Alessandra Marasco, Marcella De Martino, Fabio Magnotti and Alfonso Morvillo provide a synthesis of the state of research on collaborative innovation in hospitality and tourism. Philip Alford and Yanqing Duan investigate the key factors affecting collaborative innovation in a destination management organization from a dynamic capability perspective. Namhyun Kim and Changsup Shim address the relationship among social capital, knowledge sharing, innovation and performance of small- and medium-sized enterprises in a tourism cluster. Dioni Elche, Pedro M. García-Villaverde and Angela Martínez-Pérez analyze the effects of inter-organizational relationships with core and peripheral partners on innovation in heritage tourism clusters at UNESCO World Heritage Cities in Spain. Raymond Adongo and Seongseop Kim examine the extent of collaboration and networking between local festival stakeholders by focusing on the different views of collaboration and networking among stakeholders.

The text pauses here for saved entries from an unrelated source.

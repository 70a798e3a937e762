//! Application settings and the per-run configuration.
//!
//! Settings live in `~/.config/device-shots/settings.toml`. Every field has
//! a default, so a missing file or a partial file is fine; only a file that
//! fails to parse is an error.

use std::path::{Path, PathBuf};

use serde::{Deserialize, Serialize};

use device_shots_core::{DeviceCatalog, Engine, SearchFilters};

use crate::ShotError;
use crate::catalog;
use crate::codec::OutputFormat;
use crate::validate::Thresholds;

/// Canonical path to the settings file: `~/.config/device-shots/settings.toml`.
pub fn settings_path() -> PathBuf {
    let config = dirs::config_dir().unwrap_or_else(|| PathBuf::from("."));
    config.join("device-shots").join("settings.toml")
}

#[derive(Debug, Clone, PartialEq, Serialize, Deserialize)]
#[serde(default)]
pub struct PathSettings {
    /// Root of the raw download tree: `<raw_root>/<slug>/<engine>_<tier>/`
    pub raw_root: PathBuf,
    /// Flat directory holding one `<slug>.<ext>` per device
    pub output_dir: PathBuf,
    /// Device catalog file; the built-in catalog is used when unset
    pub devices_file: Option<PathBuf>,
}

impl Default for PathSettings {
    fn default() -> Self {
        Self {
            raw_root: PathBuf::from("images").join("raw"),
            output_dir: PathBuf::from("images"),
            devices_file: None,
        }
    }
}

#[derive(Debug, Clone, PartialEq, Serialize, Deserialize)]
#[serde(default)]
pub struct SelectionSettings {
    /// Primary tiers stop once this many valid candidates are collected
    pub min_candidates: usize,
}

impl Default for SelectionSettings {
    fn default() -> Self {
        Self { min_candidates: 2 }
    }
}

#[derive(Debug, Clone, PartialEq, Serialize, Deserialize)]
#[serde(default)]
pub struct SearchSettings {
    pub primary_engine: Engine,
    pub secondary_engine: Engine,
    /// Result cap for each primary query
    pub primary_max_per_query: usize,
    /// Result cap for each secondary query (Baidu repeats itself at higher counts)
    pub secondary_max_per_query: usize,
    /// Downloader threads per query
    pub download_threads: usize,
    /// HTTP timeout per request, in seconds
    pub timeout_secs: u64,
    pub filters: SearchFilters,
}

impl Default for SearchSettings {
    fn default() -> Self {
        Self {
            primary_engine: Engine::Bing,
            secondary_engine: Engine::Baidu,
            primary_max_per_query: 3,
            secondary_max_per_query: 2,
            download_threads: 4,
            timeout_secs: 30,
            filters: SearchFilters::default(),
        }
    }
}

#[derive(Debug, Clone, PartialEq, Serialize, Deserialize)]
#[serde(default)]
pub struct OutputSettings {
    /// Canonical format every saved image is normalized to
    pub format: OutputFormat,
    /// Encoder quality (1-100), used for JPEG
    pub quality: u8,
}

impl Default for OutputSettings {
    fn default() -> Self {
        Self {
            format: OutputFormat::Jpeg,
            quality: 90,
        }
    }
}

#[derive(Debug, Clone, Default, PartialEq, Serialize, Deserialize)]
#[serde(default)]
pub struct Settings {
    pub paths: PathSettings,
    pub validation: Thresholds,
    pub selection: SelectionSettings,
    pub search: SearchSettings,
    pub output: OutputSettings,
}

impl Settings {
    /// Load settings.
    ///
    /// An explicit path must exist. Without one, the default settings file
    /// is read if present, otherwise defaults are returned.
    pub fn load(explicit: Option<&Path>) -> Result<Self, ShotError> {
        match explicit {
            Some(path) => Self::load_from(path),
            None => {
                let path = settings_path();
                if path.exists() {
                    Self::load_from(&path)
                } else {
                    log::debug!("No settings file at {}, using defaults", path.display());
                    Ok(Self::default())
                }
            }
        }
    }

    /// Load settings from a specific TOML file.
    pub fn load_from(path: &Path) -> Result<Self, ShotError> {
        let contents = std::fs::read_to_string(path).map_err(|e| {
            ShotError::settings(format!("Failed to read {}: {}", path.display(), e))
        })?;
        Self::from_toml(&contents)
            .map_err(|e| ShotError::settings(format!("{}: {}", path.display(), e)))
    }

    pub fn from_toml(contents: &str) -> Result<Self, ShotError> {
        let settings: Settings =
            toml::from_str(contents).map_err(|e| ShotError::settings(e.to_string()))?;
        settings.check()?;
        Ok(settings)
    }

    pub fn to_toml(&self) -> Result<String, ShotError> {
        toml::to_string_pretty(self).map_err(|e| ShotError::settings(e.to_string()))
    }

    /// Write the settings atomically (tmp file + rename).
    pub fn save_to(&self, path: &Path) -> Result<(), ShotError> {
        if let Some(parent) = path.parent() {
            std::fs::create_dir_all(parent)?;
        }
        let serialized = self.to_toml()?;
        let tmp = path.with_extension("toml.tmp");
        std::fs::write(&tmp, serialized)?;
        std::fs::rename(&tmp, path)?;
        Ok(())
    }

    /// Reject values no run can work with.
    pub fn check(&self) -> Result<(), ShotError> {
        if self.output.quality == 0 || self.output.quality > 100 {
            return Err(ShotError::settings(format!(
                "output.quality must be between 1 and 100, got {}",
                self.output.quality
            )));
        }
        if self.search.download_threads == 0 {
            return Err(ShotError::settings("search.download_threads must be at least 1"));
        }
        if self.search.primary_engine == self.search.secondary_engine {
            return Err(ShotError::settings(format!(
                "search.primary_engine and search.secondary_engine must differ, both are {}",
                self.search.primary_engine
            )));
        }
        let ratio = self.validation.min_aspect_ratio;
        if ratio.is_nan() || ratio < 0.0 {
            return Err(ShotError::settings(
                "validation.min_aspect_ratio must be a non-negative number",
            ));
        }
        Ok(())
    }
}

/// Everything a run needs, loaded once at start-up and then only borrowed.
#[derive(Debug, Clone)]
pub struct RunConfig {
    pub settings: Settings,
    pub catalog: DeviceCatalog,
}

impl RunConfig {
    /// Load settings, then the catalog they point at.
    ///
    /// `devices_file` overrides `paths.devices_file` from the settings.
    pub fn load(
        settings_file: Option<&Path>,
        devices_file: Option<&Path>,
    ) -> Result<Self, ShotError> {
        let settings = Settings::load(settings_file)?;
        let catalog = match devices_file.or(settings.paths.devices_file.as_deref()) {
            Some(path) => catalog::load_catalog_file(path)?,
            None => catalog::builtin_catalog()?,
        };
        Ok(Self { settings, catalog })
    }
}

#[cfg(test)]
#[path = "tests/settings_tests.rs"]
mod tests;
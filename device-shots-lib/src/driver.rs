//! Run driver: every device in catalog order, one at a time.

use std::panic::{self, AssertUnwindSafe};

use device_shots_core::DeviceCatalog;

use crate::ShotError;
use crate::error::panic_message;
use crate::processor::DeviceProcessor;
use crate::progress::ShotEvent;
use crate::report::{ReportEntry, RunReport};

/// Process each device in `catalog` and collect the results.
///
/// A device that errors or panics is recorded as failed and the run
/// continues with the next one. Nothing is retried.
pub fn run_devices(
    catalog: &DeviceCatalog,
    processor: &DeviceProcessor<'_>,
    on_event: &mut dyn FnMut(&ShotEvent),
) -> RunReport {
    let total = catalog.len();
    let mut report = RunReport::new();

    for (index, device) in catalog.devices().iter().enumerate() {
        on_event(&ShotEvent::DeviceStarted {
            index,
            total,
            slug: device.slug.clone(),
        });

        let result =
            panic::catch_unwind(AssertUnwindSafe(|| processor.process(device, &mut *on_event)))
                .unwrap_or_else(|payload| Err(ShotError::Panicked(panic_message(&*payload))));

        let entry = match result {
            Ok(outcome) => ReportEntry::from_outcome(&outcome),
            Err(e) => {
                log::warn!("{}: {}", device.slug, e);
                on_event(&ShotEvent::DeviceFailed {
                    slug: device.slug.clone(),
                    message: e.to_string(),
                });
                ReportEntry::failed(&device.slug, e.to_string())
            }
        };
        report.add(entry);
    }

    report
}

#[cfg(test)]
#[path = "tests/driver_tests.rs"]
mod tests;
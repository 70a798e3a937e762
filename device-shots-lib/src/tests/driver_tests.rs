use std::cell::Cell;

use device_shots_core::{CrawlError, CrawlRequest, DeviceSpec, ImageCrawler};
use tempfile::TempDir;

use super::*;
use crate::report::DeviceStatus;
use crate::score::{FileSizeScorer, Scorer};
use crate::settings::Settings;
use crate::test_support::{FakeCodec, FakeImage, Script, ScriptedCrawler};
use crate::validate::Candidate;

fn settings(root: &std::path::Path) -> Settings {
    let mut settings = Settings::default();
    settings.paths.raw_root = root.join("raw");
    settings.paths.output_dir = root.join("out");
    settings.selection.min_candidates = 1;
    settings
}

fn catalog() -> DeviceCatalog {
    DeviceCatalog::new(vec![
        DeviceSpec::new("alpha").with_primary("alpha press"),
        DeviceSpec::new("bravo").with_primary("bravo press").with_secondary("bravo cn"),
        DeviceSpec::new("charlie").with_primary("charlie press"),
    ])
    .unwrap()
}

#[test]
fn missing_device_does_not_stop_the_run() {
    let tmp = TempDir::new().unwrap();
    let settings = settings(tmp.path());
    let crawler = ScriptedCrawler::new()
        .on("alpha press", Script::Files(vec![FakeImage::new(1600, 900, 30_000)]))
        .on("charlie press", Script::Files(vec![FakeImage::new(1200, 800, 30_000)]));
    let processor = DeviceProcessor::new(&settings, &crawler, &FileSizeScorer, Some(&FakeCodec));

    let mut started = Vec::new();
    let report = run_devices(&catalog(), &processor, &mut |e: &ShotEvent| {
        if let ShotEvent::DeviceStarted { index, total, slug } = e {
            started.push(format!("{}/{} {}", index + 1, total, slug));
        }
    });

    assert_eq!(started, vec!["1/3 alpha", "2/3 bravo", "3/3 charlie"]);
    let summary = report.summary();
    assert_eq!(summary.saved, 2);
    assert_eq!(summary.no_image, 1);
    assert_eq!(summary.missing, vec!["bravo"]);
    assert!(tmp.path().join("out/alpha.jpg").is_file());
    assert!(tmp.path().join("out/charlie.jpg").is_file());
    assert!(!tmp.path().join("out/bravo.jpg").exists());
}

#[test]
fn panicking_device_is_recorded_as_failed() {
    // The scorer panics for one device only; the crawler adapter cannot see
    // it, so the driver has to contain it.
    struct Grumpy {
        calls: Cell<usize>,
    }
    impl Scorer for Grumpy {
        fn score(&self, candidate: &Candidate) -> u64 {
            self.calls.set(self.calls.get() + 1);
            if candidate.path.to_string_lossy().contains("bravo") {
                panic!("cannot score bravo");
            }
            candidate.size
        }
    }

    let tmp = TempDir::new().unwrap();
    let settings = settings(tmp.path());
    let image = FakeImage::new(1600, 900, 30_000);
    let crawler = ScriptedCrawler::new()
        .on("alpha press", Script::Files(vec![image]))
        .on("bravo press", Script::Files(vec![image]))
        .on("charlie press", Script::Files(vec![image]));
    let scorer = Grumpy { calls: Cell::new(0) };
    let processor = DeviceProcessor::new(&settings, &crawler, &scorer, Some(&FakeCodec));

    let mut failed = Vec::new();
    let report = run_devices(&catalog(), &processor, &mut |e: &ShotEvent| {
        if let ShotEvent::DeviceFailed { slug, message } = e {
            failed.push((slug.clone(), message.clone()));
        }
    });

    assert_eq!(scorer.calls.get(), 3);
    assert_eq!(failed.len(), 1);
    assert_eq!(failed[0].0, "bravo");
    assert!(failed[0].1.contains("cannot score bravo"));

    let statuses: Vec<_> = report.entries().iter().map(|e| &e.status).collect();
    assert!(matches!(statuses[0], DeviceStatus::Saved { .. }));
    assert!(matches!(statuses[1], DeviceStatus::Failed { .. }));
    assert!(matches!(statuses[2], DeviceStatus::Saved { .. }));
}

#[test]
fn crawler_that_always_fails_yields_no_images() {
    struct Offline;
    impl ImageCrawler for Offline {
        fn crawl(&self, _request: &CrawlRequest<'_>) -> Result<usize, CrawlError> {
            Err(CrawlError::search("dns error"))
        }
    }

    let tmp = TempDir::new().unwrap();
    let settings = settings(tmp.path());
    let processor = DeviceProcessor::new(&settings, &Offline, &FileSizeScorer, None);

    let report = run_devices(&catalog(), &processor, &mut |_: &ShotEvent| {});
    let summary = report.summary();
    assert_eq!(summary.total, 3);
    assert_eq!(summary.saved, 0);
    assert_eq!(summary.no_image, 3);
    assert_eq!(report.entries()[1].crawl_failures, 2);
    assert_eq!(report.entries()[1].tiers, vec!["bing_0", "baidu_0"]);
}
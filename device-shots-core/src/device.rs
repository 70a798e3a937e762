//! Device specifications and the validated device catalog.

use std::collections::HashSet;

use serde::{Deserialize, Serialize};

use crate::error::CatalogError;

/// One device to fetch a product photo for.
///
/// Query lists are ordered best-first. The primary list goes to the primary
/// engine, the secondary list is only consulted as a fallback.
#[derive(Debug, Clone, PartialEq, Eq, Serialize, Deserialize)]
pub struct DeviceSpec {
    /// Stable identifier, also the output filename stem
    pub slug: String,
    /// Human-readable model name (defaults to the slug)
    #[serde(default)]
    pub name: Option<String>,
    /// Primary-engine query strings, best to weakest
    pub primary: Vec<String>,
    /// Secondary-engine query strings, best to weakest
    #[serde(default)]
    pub secondary: Vec<String>,
}

impl DeviceSpec {
    pub fn new(slug: impl Into<String>) -> Self {
        Self {
            slug: slug.into(),
            name: None,
            primary: Vec::new(),
            secondary: Vec::new(),
        }
    }

    pub fn with_name(mut self, name: impl Into<String>) -> Self {
        self.name = Some(name.into());
        self
    }

    pub fn with_primary(mut self, query: impl Into<String>) -> Self {
        self.primary.push(query.into());
        self
    }

    pub fn with_secondary(mut self, query: impl Into<String>) -> Self {
        self.secondary.push(query.into());
        self
    }

    /// Display name, falling back to the slug.
    pub fn display_name(&self) -> &str {
        self.name.as_deref().unwrap_or(&self.slug)
    }

    fn check(&self) -> Result<(), CatalogError> {
        if !is_valid_slug(&self.slug) {
            return Err(CatalogError::invalid_slug(&self.slug));
        }
        if self.primary.iter().all(|q| q.trim().is_empty()) {
            return Err(CatalogError::NoPrimaryQueries(self.slug.clone()));
        }
        Ok(())
    }
}

/// A slug must be non-empty and use only `[a-z0-9_-]`.
///
/// Slugs become file and directory names, so anything that could escape the
/// output directory (separators, dots) is refused.
pub fn is_valid_slug(slug: &str) -> bool {
    !slug.is_empty()
        && slug
            .bytes()
            .all(|b| b.is_ascii_lowercase() || b.is_ascii_digit() || b == b'_' || b == b'-')
}

/// The immutable, validated list of devices for a run.
///
/// Declaration order is preserved; the run driver processes devices in
/// exactly this order.
#[derive(Debug, Clone, Default, PartialEq, Eq)]
pub struct DeviceCatalog {
    devices: Vec<DeviceSpec>,
}

impl DeviceCatalog {
    /// Validate and wrap a device list.
    ///
    /// Rejects invalid slugs, duplicate slugs, and devices without any
    /// primary query (the first primary tier always runs, so it must exist).
    pub fn new(devices: Vec<DeviceSpec>) -> Result<Self, CatalogError> {
        let mut seen = HashSet::new();
        for device in &devices {
            device.check()?;
            if !seen.insert(device.slug.as_str()) {
                return Err(CatalogError::DuplicateSlug(device.slug.clone()));
            }
        }
        Ok(Self { devices })
    }

    pub fn devices(&self) -> &[DeviceSpec] {
        &self.devices
    }

    pub fn len(&self) -> usize {
        self.devices.len()
    }

    pub fn is_empty(&self) -> bool {
        self.devices.is_empty()
    }

    /// Look up a device by slug.
    pub fn get(&self, slug: &str) -> Option<&DeviceSpec> {
        self.devices.iter().find(|d| d.slug == slug)
    }

    /// Restrict the catalog to the given slugs, keeping catalog order.
    ///
    /// Unknown slugs are an error rather than silently ignored.
    pub fn retain_slugs<S: AsRef<str>>(&self, slugs: &[S]) -> Result<Self, CatalogError> {
        for slug in slugs {
            if self.get(slug.as_ref()).is_none() {
                return Err(CatalogError::UnknownSlug(slug.as_ref().to_string()));
            }
        }
        let devices = self
            .devices
            .iter()
            .filter(|d| slugs.iter().any(|s| s.as_ref() == d.slug))
            .cloned()
            .collect();
        Ok(Self { devices })
    }
}

#[cfg(test)]
#[path = "tests/device_tests.rs"]
mod tests;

Wajda Wikhamn, John Armbrecht and Björn Remneland Wikhamn investigate how structural and organizational factors influence hotel’s likelihood of producing service/product, process, organizational and marketing innovations. Peter Schofield, Phil Crowther, Leo Jago, John Heeley and Scott Taylor contribute to theory concerning collaborative innovation through stakeholder engagement with reference to Glasgow City Marketing Bureau’s (GCMB) management strategies. Lidija Lalicic examines the communication processes between stakeholders who discuss, reach consensus and engage with user-generated ideas through an open innovation platform facilitated by destination management organization. Julia Nieves and Gonzalo Diaz-Meneses identify the role played by external knowledge sources and intra-organizational collaboration as determinants of innovation in hotel firms. They propose that local knowledge sources and intra-organizational collaboration determine the probability of producing incremental innovations, and that non-local knowledge sources determine the introduction of radical innovations. Finally, Pauline Milwood and Wesley Roehl elucidate the extent to which the theoretical framework of network orchestration can explain the system of relations underlying roles and behaviors of tourism actors in collaborative innovation settings.

We hope that this special issue can help stimulate further interest and research in this field. We greatly thank all authors and referees for their contributions.